Blue Iris may be a good option for you to manage the cameras and recording. It only supports windows but will support just about any camera from usb to wireless. It's very well supported and there is a good facebook group and tons of youtube videos to get you going. It is a paid software, but the $70 will get you the software with support for up to 64 camera and a year of updates. After the year the program will still work you just won't get any new updates. It has different options for recording, you can do schedules, alerts, motion, or constant. There is also support for Deepstack to handle object recognition. I have been using it for 6 or 7 years now without any issues. My current setup uses 11 cameras with 3 doing constant recording with motion alerts while my others are triggered off motion.
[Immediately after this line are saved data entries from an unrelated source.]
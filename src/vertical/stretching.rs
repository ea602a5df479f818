//! Vertical level distributions for the terrain-following grid.
//!
//! A stretching function places the `n + 1` node levels of a column between
//! the ground (`z = 0`) and the model top (`z = z_top`) for flat terrain.
//! The terrain mapping then deforms those levels over orography.
//!
//! # Available Stretching Functions
//!
//! - [`UniformStretching`]: Equal spacing
//! - [`GeometricStretching`]: Spacing grows by a constant ratio with height
//!
//! # Example
//!
//! ```
//! use dycore_rs::vertical::{GeometricStretching, Stretching, UniformStretching};
//!
//! let uniform = UniformStretching.levels(10, 1000.0);
//! assert_eq!(uniform[1], 100.0);
//!
//! // Fine levels near the ground, coarse aloft
//! let stretched = GeometricStretching { ratio: 1.1 }.levels(10, 1000.0);
//! assert!(stretched[1] < uniform[1]);
//! assert!((stretched[10] - 1000.0).abs() < 1e-9);
//! ```

/// Trait for vertical stretching functions.
///
/// # Implementation Notes
///
/// - The returned vector has length `n_levels + 1` (node levels)
/// - `levels[0] == 0` and `levels[n_levels] == z_top`
/// - Values must be strictly increasing
pub trait Stretching: Send + Sync {
    /// Node heights of a flat-terrain column.
    fn levels(&self, n_levels: usize, z_top: f64) -> Vec<f64>;

    /// Human-readable name for debugging and logging.
    fn name(&self) -> &'static str;

    /// Description of parameters (for diagnostics).
    fn description(&self) -> String {
        self.name().to_string()
    }
}

// =============================================================================
// Uniform Stretching
// =============================================================================

/// Uniform (equal) spacing between ground and model top.
///
/// With `z_top = n·dζ` the physical levels coincide with the computational
/// ones, so flat terrain reproduces the Cartesian grid exactly.
#[derive(Clone, Copy, Debug, Default)]
pub struct UniformStretching;

impl Stretching for UniformStretching {
    fn levels(&self, n_levels: usize, z_top: f64) -> Vec<f64> {
        let dz = z_top / n_levels as f64;
        (0..=n_levels).map(|k| k as f64 * dz).collect()
    }

    fn name(&self) -> &'static str {
        "uniform"
    }
}

// =============================================================================
// Geometric Stretching
// =============================================================================

/// Layer thickness growing by a constant factor per level.
///
/// The first layer thickness is chosen so that the column ends exactly at
/// `z_top`. A ratio of 1 degenerates to [`UniformStretching`].
#[derive(Clone, Copy, Debug)]
pub struct GeometricStretching {
    /// dz(k+1) / dz(k), typically 1.02 to 1.15.
    pub ratio: f64,
}

impl Default for GeometricStretching {
    fn default() -> Self {
        Self { ratio: 1.05 }
    }
}

impl GeometricStretching {
    /// Thickness of the lowest layer.
    pub fn first_layer(&self, n_levels: usize, z_top: f64) -> f64 {
        let r = self.ratio;
        if (r - 1.0).abs() < 1e-12 {
            z_top / n_levels as f64
        } else {
            z_top * (r - 1.0) / (r.powi(n_levels as i32) - 1.0)
        }
    }
}

impl Stretching for GeometricStretching {
    fn levels(&self, n_levels: usize, z_top: f64) -> Vec<f64> {
        let mut dz = self.first_layer(n_levels, z_top);
        let mut z = Vec::with_capacity(n_levels + 1);
        z.push(0.0);
        for k in 0..n_levels {
            z.push(z[k] + dz);
            dz *= self.ratio;
        }
        // Pin the top against round-off
        z[n_levels] = z_top;
        z
    }

    fn name(&self) -> &'static str {
        "geometric"
    }

    fn description(&self) -> String {
        format!("geometric(ratio={})", self.ratio)
    }
}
My current setup is running a windows vm on unraid with a ryzen 2600x, 16Gb ram, GTX950, and a 4tb wd purple. This gets me about 3-4 weeks worth of storage. There site has good hardware recommendations depending on the resolution of the cameras and number of cameras that you want to run. I've seen alot of people have good luck with newish i7 dell optiplex systems.

 

Remote access can be done a couple of ways. Local through a browser and vpn into the network, Forward the port/IP and connect through a browser (this is password protected), or through the mobile app.

 

If you do run Blue Iris definitely enable direct to disk recording, this saves a bunch of system resources by not having it encode the video from blue iris to another format. The downside is they will need to open in the blue iris viewer. (not a big deal though, it works well and lets you see alerts.) You can still export clips at a later time in a different format.

 

Hardwared with POE cameras is a more stable solution, Wifi is certainly possible though. Make sure to set the cameras to a static IP and I would set up a seperate wifi AP to handle the cameras. if you only have couple this may not be needed. Typical network usage on my setup is around 50mbps. 

 

Make sure to put the system or lock it up in a way that if someone were to break in they can't just take the whole PC.